**** Input
//! Bounded undo history
//!
//! Newest snapshot on top; once the stack holds `HISTORY_DEPTH` entries the
//! oldest is evicted on every push.

use std::collections::VecDeque;

use serde::{Deserialize, Serialize};

use super::board::Board;
use crate::consts::HISTORY_DEPTH;

/// Board and score captured before a move
#[derive(Debug, Clone, Copy, PartialEq, Eq, Serialize, Deserialize)]
pub struct Snapshot {
    pub board: Board,
    pub score: u64,
}

#[derive(Debug, Clone)]
pub struct UndoHistory {
    entries: VecDeque<Snapshot>,
    capacity: usize,
}

impl UndoHistory {
    pub fn new() -> Self {
        Self::with_capacity(HISTORY_DEPTH)
    }

    pub fn with_capacity(capacity: usize) -> Self {
        Self {
            entries: VecDeque::with_capacity(capacity + 1),
            capacity,
        }
    }

    pub fn push(&mut self, snapshot: Snapshot) {
        self.entries.push_back(snapshot);
        while self.entries.len() > self.capacity {
            self.entries.pop_front();
        }
    }

    /// Remove and return the most recent snapshot
    pub fn pop(&mut self) -> Option<Snapshot> {
        self.entries.pop_back()
    }

    /// Most recent snapshot without removing it
    pub fn top(&self) -> Option<&Snapshot> {
        self.entries.back()
    }

    pub fn clear(&mut self) {
        self.entries.clear();
    }

    pub fn len(&self) -> usize {
        self.entries.len()
    }

    pub fn is_empty(&self) -> bool {
        self.entries.is_empty()
    }
}

impl Default for UndoHistory {
    fn default() -> Self {
        Self::new()
    }
}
********
:: Work order ::
Write out only those lines that fall between the one containing "self.entries.back()" and the end of the entries, the first and last included, exactly as they read.

:: Your solution ::
        self.entries.back()
    }

    pub fn clear(&mut self) {
        self.entries.clear();
    }

    pub fn len(&self) -> usize {
        self.entries.len()
    }

    pub fn is_empty(&self) -> bool {
        self.entries.is_empty()
    }
}

impl Default for UndoHistory {
    fn default() -> Self {
        Self::new()
    }
}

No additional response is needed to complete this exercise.